I tryin to plot the position of electron in the hidrogen atom by Coulomb's law, $$F=K \frac{q_1 q_2}{r^3}$$

This is mi code

import numpy as np
import matplotlib.pyplot as plt

def coulomb(re, v0):

#Set parameters:
N = 500
dt = 2.2222222 / N  # Time Step:

#Create an array, for all variables, of size N with all entries equal to zero:
xe = np.zeros((N,))
ye = np.zeros((N,))
vxe = np.zeros((N,))
vye = np.zeros((N,))

# Initial Conditions:
xe[0] = re                   # (x0 = r, y0 = 0)
vye[0] = v0                    #units in m/s^2

#Implement Verlet Algorithm:
for k in range(0, N-1):
re = (xe[k]*2+ye[k]*2)*0.5
vxe[k+1] = vxe[k] - ((mu * xe[k]) / (re**3)) * dt
xe [k+1] = xe[k] + vxe[k+1]*dt
vye[k+1] = vye[k] - ((mu * ye[k]) / (re**3)) * dt
ye [k+1] = ye[k] + vye[k+1]*dt

#Plot:
xi = plt.plot(xe, ye, 'go', markersize = 1)
plt.plot(0,0,'yo')                  # yellow marker
plt.plot(xe[0],0,'bo')  # dark blue marker
plt.axis('equal')
plt.xlabel ('x')
plt.ylabel ('y')

return xi, xe, ye

# average distance electron-nucleus in meter
r = 5.1e-11
k = 8.9e9
mu = r*3 * 4 * k *np.pi*2  # coulomb parameter

coulomb(r, np.sqrt(mu / r));

This works well, I've try to changing the value of Permittivity in l, but the graph becomes just 2 dots (the values of xe and vye remain constant) instead of a circular orbit and I don't know why this is? this happens

• Where do you compute mu?
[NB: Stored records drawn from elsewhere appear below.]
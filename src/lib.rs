/*!
 * Bulwark - retry, circuit breaker and bulkhead policies per resource
 *
 * Configuration-driven wiring around `bulwark-core-resilience`:
 * - TOML configuration with validation that reports every problem at once
 * - One shared circuit breaker and bulkhead per named resource
 * - Structured logging through `tracing`
 * - A synthetic workload simulator for tuning policies
 */

pub mod config;
pub mod error;
pub mod logging;
pub mod service;
pub mod simulate;

// Re-export commonly used types
pub use bulwark_core_resilience as resilience;
pub use config::{load_config, BulwarkConfig, LogLevel, LoggingConfig, ResourceConfig};
pub use error::{BulwarkError, Result};
pub use service::ResilienceService;

/// Library version
pub const VERSION: &str = env!("CARGO_PKG_VERSION");
//! Error types for the resilience layer

use std::borrow::Cow;
use thiserror::Error;

/// Outcome of a protected call that did not produce a value.
///
/// `E` is the caller's own error type. Operation failures pass through
/// untouched as [`ResilienceError::Operation`]; the remaining variants are
/// produced by the gates themselves.
#[derive(Debug, Error)]
pub enum ResilienceError<E> {
    /// Circuit breaker is open, the operation was not invoked
    #[error("circuit breaker '{name}' is open, rejecting calls")]
    CircuitOpen { name: String },

    /// Bulkhead has no free slot, the operation was not invoked
    #[error("bulkhead '{name}' is full ({capacity} concurrent operations)")]
    BulkheadFull { name: String, capacity: usize },

    /// Every attempt failed with a transient error
    #[error("retries exhausted after {attempts} attempts: {source}")]
    RetriesExhausted {
        attempts: u32,
        #[source]
        source: E,
    },

    /// The operation failed with an error that is not retried
    #[error(transparent)]
    Operation(E),
}

impl<E> ResilienceError<E> {
    /// True for breaker and bulkhead rejections (operation never ran)
    pub fn is_rejection(&self) -> bool {
        matches!(
            self,
            ResilienceError::CircuitOpen { .. } | ResilienceError::BulkheadFull { .. }
        )
    }

    pub fn is_circuit_open(&self) -> bool {
        matches!(self, ResilienceError::CircuitOpen { .. })
    }

    pub fn is_bulkhead_full(&self) -> bool {
        matches!(self, ResilienceError::BulkheadFull { .. })
    }

    pub fn is_retries_exhausted(&self) -> bool {
        matches!(self, ResilienceError::RetriesExhausted { .. })
    }

    /// Borrow the underlying operation error, if the operation ran at all
    pub fn operation_error(&self) -> Option<&E> {
        match self {
            ResilienceError::RetriesExhausted { source, .. } => Some(source),
            ResilienceError::Operation(e) => Some(e),
            _ => None,
        }
    }

    /// Take the underlying operation error, if the operation ran at all
    pub fn into_operation_error(self) -> Option<E> {
        match self {
            ResilienceError::RetriesExhausted { source, .. } => Some(source),
            ResilienceError::Operation(e) => Some(e),
            _ => None,
        }
    }

    /// Convert the wrapped operation error, keeping rejections as they are
    pub fn map_operation<F, E2>(self, f: F) -> ResilienceError<E2>
    where
        F: FnOnce(E) -> E2,
    {
        match self {
            ResilienceError::CircuitOpen { name } => ResilienceError::CircuitOpen { name },
            ResilienceError::BulkheadFull { name, capacity } => {
                ResilienceError::BulkheadFull { name, capacity }
            }
            ResilienceError::RetriesExhausted { attempts, source } => {
                ResilienceError::RetriesExhausted {
                    attempts,
                    source: f(source),
                }
            }
            ResilienceError::Operation(e) => ResilienceError::Operation(f(e)),
        }
    }
}

/// Returned by [`CircuitBreaker::guard`](crate::CircuitBreaker::guard) when a call is rejected
#[derive(Debug, Error, Clone, PartialEq, Eq)]
#[error("circuit breaker '{name}' is open, rejecting calls")]
pub struct CircuitOpenError {
    pub name: String,
}

/// Returned by [`Bulkhead::try_acquire`](crate::Bulkhead::try_acquire) when every slot is taken
#[derive(Debug, Error, Clone, PartialEq, Eq)]
#[error("bulkhead '{name}' is full ({capacity} concurrent operations)")]
pub struct BulkheadFullError {
    pub name: String,
    pub capacity: usize,
}

impl<E> From<CircuitOpenError> for ResilienceError<E> {
    fn from(err: CircuitOpenError) -> Self {
        ResilienceError::CircuitOpen { name: err.name }
    }
}

impl<E> From<BulkheadFullError> for ResilienceError<E> {
    fn from(err: BulkheadFullError) -> Self {
        ResilienceError::BulkheadFull {
            name: err.name,
            capacity: err.capacity,
        }
    }
}

/// How a retry policy treats a given failure
#[derive(Debug, Clone, Copy, PartialEq, Eq)]
pub enum ErrorClass {
    /// Worth another attempt after a backoff delay
    Transient,
    /// Propagated on first occurrence
    Fatal,
}

/// Exposes a stable kind name for an error, matched against the retryable and
/// non-retryable sets of a [`RetryPolicy`](crate::RetryPolicy).
pub trait Classify {
    fn kind(&self) -> Cow<'_, str>;
}

impl Classify for std::io::Error {
    /// `io::TimedOut`, `io::ConnectionReset`, ...
    fn kind(&self) -> Cow<'_, str> {
        Cow::Owned(format!("io::{:?}", std::io::Error::kind(self)))
    }
}

impl<T: Classify + ?Sized> Classify for Box<T> {
    fn kind(&self) -> Cow<'_, str> {
        (**self).kind()
    }
}

impl<T: Classify + ?Sized> Classify for &T {
    fn kind(&self) -> Cow<'_, str> {
        (**self).kind()
    }
}

/// Invalid construction parameters for one of the primitives
#[derive(Debug, Error, Clone, PartialEq)]
pub enum ConfigError {
    #[error("invalid {field}: {reason}")]
    Invalid { field: &'static str, reason: String },
}

impl ConfigError {
    pub(crate) fn invalid(field: &'static str, reason: impl Into<String>) -> Self {
        ConfigError::Invalid {
            field,
            reason: reason.into(),
        }
    }
}
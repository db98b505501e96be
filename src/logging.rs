/*!
 * Logging and tracing initialization
 */

use std::fs::File;
use std::path::Path;
use tracing::Level;
use tracing_subscriber::{
    fmt::{self, format::FmtSpan},
    layer::SubscriberExt,
    util::SubscriberInitExt,
    EnvFilter,
};

use crate::config::LoggingConfig;
use crate::error::{BulwarkError, Result};

/// Crates whose events pass the filter at the configured level
const LOG_TARGETS: &[&str] = &["bulwark", "bulwark_core_resilience"];

/// Initialize structured logging based on configuration.
///
/// `RUST_LOG` takes precedence over the configured level. `verbose` forces
/// `debug`.
pub fn init_logging(config: &LoggingConfig, verbose: bool) -> Result<()> {
    let log_level = if verbose {
        Level::DEBUG
    } else {
        config.level.to_tracing_level()
    };

    let env_filter = EnvFilter::try_from_default_env()
        .or_else(|_| EnvFilter::try_new(filter_directives(log_level)))
        .map_err(|e| BulwarkError::Logging(format!("Failed to create log filter: {}", e)))?;

    if let Some(ref log_path) = config.file {
        init_file_logging(log_path, env_filter)
    } else {
        init_stdout_logging(env_filter)
    }
}

fn filter_directives(level: Level) -> String {
    LOG_TARGETS
        .iter()
        .map(|target| format!("{}={}", target, level))
        .collect::<Vec<_>>()
        .join(",")
}

/// Initialize logging to stderr so command output on stdout stays parseable
fn init_stdout_logging(env_filter: EnvFilter) -> Result<()> {
    let fmt_layer = fmt::layer()
        .with_writer(std::io::stderr)
        .with_target(true)
        .with_thread_ids(false)
        .with_thread_names(false)
        .with_file(false)
        .with_line_number(false)
        .with_span_events(FmtSpan::NONE)
        .compact();

    tracing_subscriber::registry()
        .with(env_filter)
        .with(fmt_layer)
        .try_init()
        .map_err(|e| BulwarkError::Logging(e.to_string()))
}

/// Initialize logging to a file, one JSON object per line
fn init_file_logging(log_path: &Path, env_filter: EnvFilter) -> Result<()> {
    let file = File::create(log_path)
        .map_err(|e| BulwarkError::Logging(format!("Failed to create log file: {}", e)))?;

    let fmt_layer = fmt::layer()
        .with_writer(file)
        .with_target(true)
        .with_thread_ids(true)
        .with_thread_names(true)
        .with_file(true)
        .with_line_number(true)
        .with_span_events(FmtSpan::CLOSE)
        .with_ansi(false) // No ANSI colors in file
        .json();

    tracing_subscriber::registry()
        .with(env_filter)
        .with(fmt_layer)
        .try_init()
        .map_err(|e| BulwarkError::Logging(e.to_string()))
}

#[cfg(test)]
mod tests {
    use super::*;

    #[test]
    fn test_filter_covers_both_crates() {
        let directives = filter_directives(Level::WARN);
        assert_eq!(directives, "bulwark=WARN,bulwark_core_resilience=WARN");
        assert!(EnvFilter::try_new(directives).is_ok());
    }

    #[test]
    fn test_unwritable_log_file_is_reported() {
        let dir = tempfile::tempdir().unwrap();
        let config = LoggingConfig {
            file: Some(dir.path().join("missing").join("bulwark.log")),
            ..Default::default()
        };

        let err = init_logging(&config, false).unwrap_err();
        assert!(matches!(err, BulwarkError::Logging(_)));
    }
}
//! Burst packet type
//!
//! The record that flows through input queues and output accumulators.

use std::sync::Arc;

use super::sample::Sample;
use super::sri::BurstSri;
use super::time::PrecisionTime;

/// A single burst of samples
///
/// Cheap to clone: the payload is reference counted.
#[derive(Debug, Clone, PartialEq)]
pub struct Burst<T: Sample> {
    /// Stream description
    pub sri: BurstSri,
    /// Time of the first sample
    pub time: PrecisionTime,
    /// End-of-stream marker for `sri.stream_id`
    pub eos: bool,
    /// Payload
    pub data: Arc<[T]>,
}

impl<T: Sample> Burst<T> {
    /// Create a burst
    pub fn new(sri: BurstSri, data: impl Into<Arc<[T]>>, time: PrecisionTime, eos: bool) -> Self {
        Self {
            sri,
            time,
            eos,
            data: data.into(),
        }
    }

    /// Create a burst stamped with the current time
    pub fn now(sri: BurstSri, data: impl Into<Arc<[T]>>) -> Self {
        Self::new(sri, data, PrecisionTime::now(), false)
    }

    /// Create an empty end-of-stream burst
    pub fn end_of_stream(sri: BurstSri) -> Self {
        Self::new(sri, Vec::new(), PrecisionTime::now(), true)
    }

    /// Stream identifier
    pub fn stream_id(&self) -> &str {
        &self.sri.stream_id
    }

    /// Number of elements in the payload
    pub fn len(&self) -> usize {
        self.data.len()
    }

    /// Whether the payload is empty
    pub fn is_empty(&self) -> bool {
        self.data.is_empty()
    }

    /// Payload size in bytes
    pub fn byte_size(&self) -> usize {
        self.data.len() * T::BYTES
    }

    /// Whether the payload holds complex samples
    pub fn is_complex(&self) -> bool {
        self.sri.is_complex()
    }
}

/// Total number of elements across a sequence of bursts
pub fn total_elements<T: Sample>(bursts: &[Burst<T>]) -> usize {
    bursts.iter().map(Burst::len).sum()
}

#[cfg(test)]
mod tests {
    use super::*;

    #[test]
    fn test_burst_accessors() {
        let burst = Burst::<f32>::now(BurstSri::new("s1"), vec![1.0, 2.0, 3.0]);
        assert_eq!(burst.stream_id(), "s1");
        assert_eq!(burst.len(), 3);
        assert_eq!(burst.byte_size(), 12);
        assert!(!burst.eos);
        assert!(!burst.is_empty());
    }

    #[test]
    fn test_end_of_stream() {
        let burst = Burst::<i16>::end_of_stream(BurstSri::new("s2"));
        assert!(burst.eos);
        assert!(burst.is_empty());
        assert_eq!(burst.byte_size(), 0);
    }

    #[test]
    fn test_clone_shares_payload() {
        let burst = Burst::<u8>::now(BurstSri::new("s"), vec![0u8; 1024]);
        let copy = burst.clone();
        assert!(Arc::ptr_eq(&burst.data, &copy.data));
    }

    #[test]
    fn test_total_elements() {
        let bursts = vec![
            Burst::<f64>::now(BurstSri::new("a"), vec![0.0; 10]),
            Burst::<f64>::now(BurstSri::new("b"), vec![0.0; 5]),
        ];
        assert_eq!(total_elements(&bursts), 15);
    }
}
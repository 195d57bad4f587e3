//! Statistics and metrics for burst ports
//!
//! Both sides of a connection keep a short history of calls and report rates
//! averaged over that window. Receivers additionally count flushed bursts;
//! senders report the latency between a batch window opening and delivery.

use std::collections::VecDeque;
use std::time::Instant;

/// Number of calls kept for rate averaging
pub const HISTORY_WINDOW: usize = 10;

/// Named value reported alongside the fixed statistics fields
#[derive(Debug, Clone, PartialEq)]
pub struct StatKeyword {
    /// Keyword name
    pub id: String,
    /// Keyword value
    pub value: f64,
}

impl StatKeyword {
    fn new(id: &str, value: f64) -> Self {
        Self {
            id: id.to_owned(),
            value,
        }
    }
}

/// Snapshot of a port's (or connection's) statistics
#[derive(Debug, Clone, Default, PartialEq)]
pub struct PortStatistics {
    /// Name of the port
    pub port_name: String,
    /// Elements per second over the history window
    pub elements_per_second: f32,
    /// Bits per second over the history window
    pub bits_per_second: f32,
    /// Calls per second over the history window
    pub calls_per_second: f32,
    /// Stream IDs currently flowing through the port
    pub stream_ids: Vec<String>,
    /// Average queue depth ratio over the history window
    pub average_queue_depth: f32,
    /// Seconds since the last recorded call (-1 if none)
    pub time_since_last_call: f32,
    /// Additional named values
    pub keywords: Vec<StatKeyword>,
}

impl PortStatistics {
    /// Look up a keyword value by name
    pub fn keyword(&self, id: &str) -> Option<f64> {
        self.keywords.iter().find(|k| k.id == id).map(|k| k.value)
    }
}

/// Statistics for one connection of an output port
#[derive(Debug, Clone, PartialEq)]
pub struct UsesPortStatistics {
    /// Connection identifier
    pub connection_id: String,
    /// Statistics for the connection
    pub statistics: PortStatistics,
}

/// One recorded call
#[derive(Debug, Clone)]
struct CallRecord {
    at: Instant,
    bursts: usize,
    elements: usize,
    queue_depth: f32,
    elapsed: f64,
}

/// Shared windowed accumulator
#[derive(Debug)]
struct CallHistory {
    name: String,
    bits_per_element: usize,
    history: VecDeque<CallRecord>,
    total_bursts: u64,
    total_elements: u64,
}

impl CallHistory {
    fn new(name: &str, bits_per_element: usize) -> Self {
        Self {
            name: name.to_owned(),
            bits_per_element,
            history: VecDeque::with_capacity(HISTORY_WINDOW),
            total_bursts: 0,
            total_elements: 0,
        }
    }

    fn record(&mut self, bursts: usize, elements: usize, queue_depth: f32, elapsed: f64) {
        if self.history.len() == HISTORY_WINDOW {
            self.history.pop_front();
        }
        self.history.push_back(CallRecord {
            at: Instant::now(),
            bursts,
            elements,
            queue_depth,
            elapsed,
        });
        self.total_bursts += bursts as u64;
        self.total_elements += elements as u64;
    }

    fn average<F: Fn(&CallRecord) -> f64>(&self, f: F) -> f64 {
        if self.history.is_empty() {
            0.0
        } else {
            self.history.iter().map(f).sum::<f64>() / self.history.len() as f64
        }
    }

    fn max<F: Fn(&CallRecord) -> f64>(&self, f: F) -> f64 {
        self.history.iter().map(f).fold(0.0, f64::max)
    }

    fn retrieve(&self) -> PortStatistics {
        let now = Instant::now();
        let mut stats = PortStatistics {
            port_name: self.name.clone(),
            time_since_last_call: -1.0,
            ..Default::default()
        };

        // Totals are reported even before the first call
        stats.keywords.push(StatKeyword::new(
            "AVERAGE_BURSTS_PER_PUSH",
            self.average(|r| r.bursts as f64),
        ));
        stats.keywords.push(StatKeyword::new("TOTAL_BURSTS", self.total_bursts as f64));
        stats.keywords.push(StatKeyword::new("TOTAL_ELEMENTS", self.total_elements as f64));

        let (first, last) = match (self.history.front(), self.history.back()) {
            (Some(first), Some(last)) => (first, last),
            _ => return stats,
        };

        stats.time_since_last_call = now.duration_since(last.at).as_secs_f32();

        let span = now.duration_since(first.at).as_secs_f64();
        if span > 0.0 {
            let elements: usize = self.history.iter().map(|r| r.elements).sum();
            let elements_per_second = elements as f64 / span;
            stats.elements_per_second = elements_per_second as f32;
            stats.bits_per_second = (elements_per_second * self.bits_per_element as f64) as f32;
            stats.calls_per_second = (self.history.len() as f64 / span) as f32;
        }
        stats.average_queue_depth = self.average(|r| r.queue_depth as f64) as f32;
        stats
    }
}

/// Statistics kept by an input port
#[derive(Debug)]
pub struct ReceiverStatistics {
    history: CallHistory,
    flush_count: u64,
    dropped_bursts: u64,
}

impl ReceiverStatistics {
    /// Create receiver statistics for a port
    pub fn new(port_name: &str, bits_per_element: usize) -> Self {
        Self {
            history: CallHistory::new(port_name, bits_per_element),
            flush_count: 0,
            dropped_bursts: 0,
        }
    }

    /// Record one incoming push
    ///
    /// `elapsed` is the time spent inside the push call, in seconds.
    pub fn record(&mut self, bursts: usize, elements: usize, queue_depth: f32, elapsed: f64) {
        self.history.record(bursts, elements, queue_depth, elapsed);
    }

    /// Record a flush that discarded `bursts` queued bursts
    pub fn flush_occurred(&mut self, bursts: usize) {
        self.flush_count += 1;
        self.dropped_bursts += bursts as u64;
    }

    /// Number of flushes so far
    pub fn flush_count(&self) -> u64 {
        self.flush_count
    }

    /// Snapshot of the current statistics
    pub fn retrieve(&self) -> PortStatistics {
        let mut stats = self.history.retrieve();
        stats.keywords.push(StatKeyword::new(
            "AVERAGE_PUSH_DURATION",
            self.history.average(|r| r.elapsed),
        ));
        stats.keywords.push(StatKeyword::new("FLUSH_COUNT", self.flush_count as f64));
        stats.keywords.push(StatKeyword::new("DROPPED_BURSTS", self.dropped_bursts as f64));
        stats
    }
}

/// Statistics kept per connection of an output port
#[derive(Debug)]
pub struct SenderStatistics {
    history: CallHistory,
}

impl SenderStatistics {
    /// Create sender statistics for a port
    pub fn new(port_name: &str, bits_per_element: usize) -> Self {
        Self {
            history: CallHistory::new(port_name, bits_per_element),
        }
    }

    /// Record one delivered batch
    ///
    /// `latency` is the time from the batch window opening to delivery, in seconds.
    pub fn record(&mut self, bursts: usize, elements: usize, queue_depth: f32, latency: f64) {
        self.history.record(bursts, elements, queue_depth, latency);
    }

    /// Total bursts delivered
    pub fn total_bursts(&self) -> u64 {
        self.history.total_bursts
    }

    /// Snapshot of the current statistics
    pub fn retrieve(&self) -> PortStatistics {
        let mut stats = self.history.retrieve();
        stats.keywords.push(StatKeyword::new(
            "AVERAGE_LATENCY",
            self.history.average(|r| r.elapsed),
        ));
        stats.keywords.push(StatKeyword::new(
            "MAX_LATENCY",
            self.history.max(|r| r.elapsed),
        ));
        stats
    }
}
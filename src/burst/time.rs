//! Precision timestamps
//!
//! Wall-clock time split into whole and fractional seconds, tagged with the
//! time reference it was taken against.

use std::time::{Duration, SystemTime, UNIX_EPOCH};

/// Time code mode for timestamps taken from the host clock
pub const TCM_CPU: i16 = 1;

/// Status flag for a valid timestamp
pub const TCS_VALID: i16 = 1;

/// Status flag for a timestamp that was never set
pub const TCS_INVALID: i16 = 0;

/// Timestamp attached to a burst
#[derive(Debug, Clone, Copy, PartialEq)]
pub struct PrecisionTime {
    /// Time reference tag
    pub tcmode: i16,
    /// Validity of the timestamp
    pub tcstatus: i16,
    /// Fractional sample offset
    pub toff: f64,
    /// Whole seconds since the epoch
    pub twsec: f64,
    /// Fractional seconds
    pub tfsec: f64,
}

impl PrecisionTime {
    /// Timestamp for the current wall-clock time
    pub fn now() -> Self {
        let since_epoch = SystemTime::now()
            .duration_since(UNIX_EPOCH)
            .unwrap_or(Duration::ZERO);
        Self::from_duration(since_epoch)
    }

    /// Timestamp at a given offset from the epoch
    pub fn from_duration(since_epoch: Duration) -> Self {
        Self {
            tcmode: TCM_CPU,
            tcstatus: TCS_VALID,
            toff: 0.0,
            twsec: since_epoch.as_secs() as f64,
            tfsec: since_epoch.subsec_nanos() as f64 * 1e-9,
        }
    }

    /// Timestamp marked invalid
    pub fn not_set() -> Self {
        Self {
            tcmode: TCM_CPU,
            tcstatus: TCS_INVALID,
            toff: 0.0,
            twsec: 0.0,
            tfsec: 0.0,
        }
    }

    /// Whether the timestamp is valid
    pub fn is_valid(&self) -> bool {
        self.tcstatus == TCS_VALID
    }

    /// Seconds since the epoch as a single float
    pub fn as_secs_f64(&self) -> f64 {
        self.twsec + self.tfsec
    }
}

impl Default for PrecisionTime {
    fn default() -> Self {
        Self::now()
    }
}
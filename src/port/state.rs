//! Port state types

/// Usage state reported by a port
#[derive(Debug, Clone, Copy, PartialEq, Eq)]
pub enum PortUsage {
    /// Nothing queued (input) or no connections (output)
    Idle,
    /// Data queued below the threshold (input) or connected (output)
    Active,
    /// Queue at or above the threshold; producers will block
    Busy,
}

impl std::fmt::Display for PortUsage {
    fn fmt(&self, f: &mut std::fmt::Formatter<'_>) -> std::fmt::Result {
        match self {
            PortUsage::Idle => write!(f, "IDLE"),
            PortUsage::Active => write!(f, "ACTIVE"),
            PortUsage::Busy => write!(f, "BUSY"),
        }
    }
}

/// Result of pushing bursts into an input queue
#[derive(Debug, Clone, Copy, PartialEq, Eq)]
pub enum PushOutcome {
    /// The bursts were queued
    Queued,
    /// The port was stopped when the call arrived; the bursts were dropped
    Discarded,
    /// The call waited for room and was woken by a stop; the bursts were dropped
    Abandoned,
}

impl PushOutcome {
    /// Whether the bursts made it into the queue
    pub fn is_queued(&self) -> bool {
        *self == PushOutcome::Queued
    }
}

/// Lifecycle of an output port
#[derive(Debug, Clone, Copy, PartialEq, Eq)]
pub enum PortPhase {
    /// Constructed, never started
    Created,
    /// Latency monitor running
    Started,
    /// Stopped; queues were flushed
    Stopped,
}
It should be mu = k*el^2/me where el is the elementary charge and me the electron mass? What variable is or is influenced by "Permittivity in l"? Jan 30, 2021 at 11:09
• oh sorry man, i just realize that i put the wrong code, i upload the correct version Jan 30, 2021 at 18:21

The Kepler laws, or simple insertion of $$z(t)=re^{iωt}$$, tell that for a circular orbit of radius $$r$$ in the central field $$\ddot z=-\mu\frac{z}{|z|^3}$$ the angular speed $$\omega$$ is given by $$r^3ω^2=μ.$$ That is how you get the initial velocity $$(0,\sqrt{\mu/r})$$ at the point $$(r,0)$$. The period of the orbit is $$T=\frac{2\pi}{ω}=2π\sqrt{r^3/μ}.$$ Inserting $$\mu=k·4\pi^2·r^3$$ as coded gives $$T=k^{-1/2}=1.06·10^{-5}$$. Your sampling rate is just not high enough. Or you need to reduce the integration time to about $$2.2·10^{-5}$$ to integrate over two periods.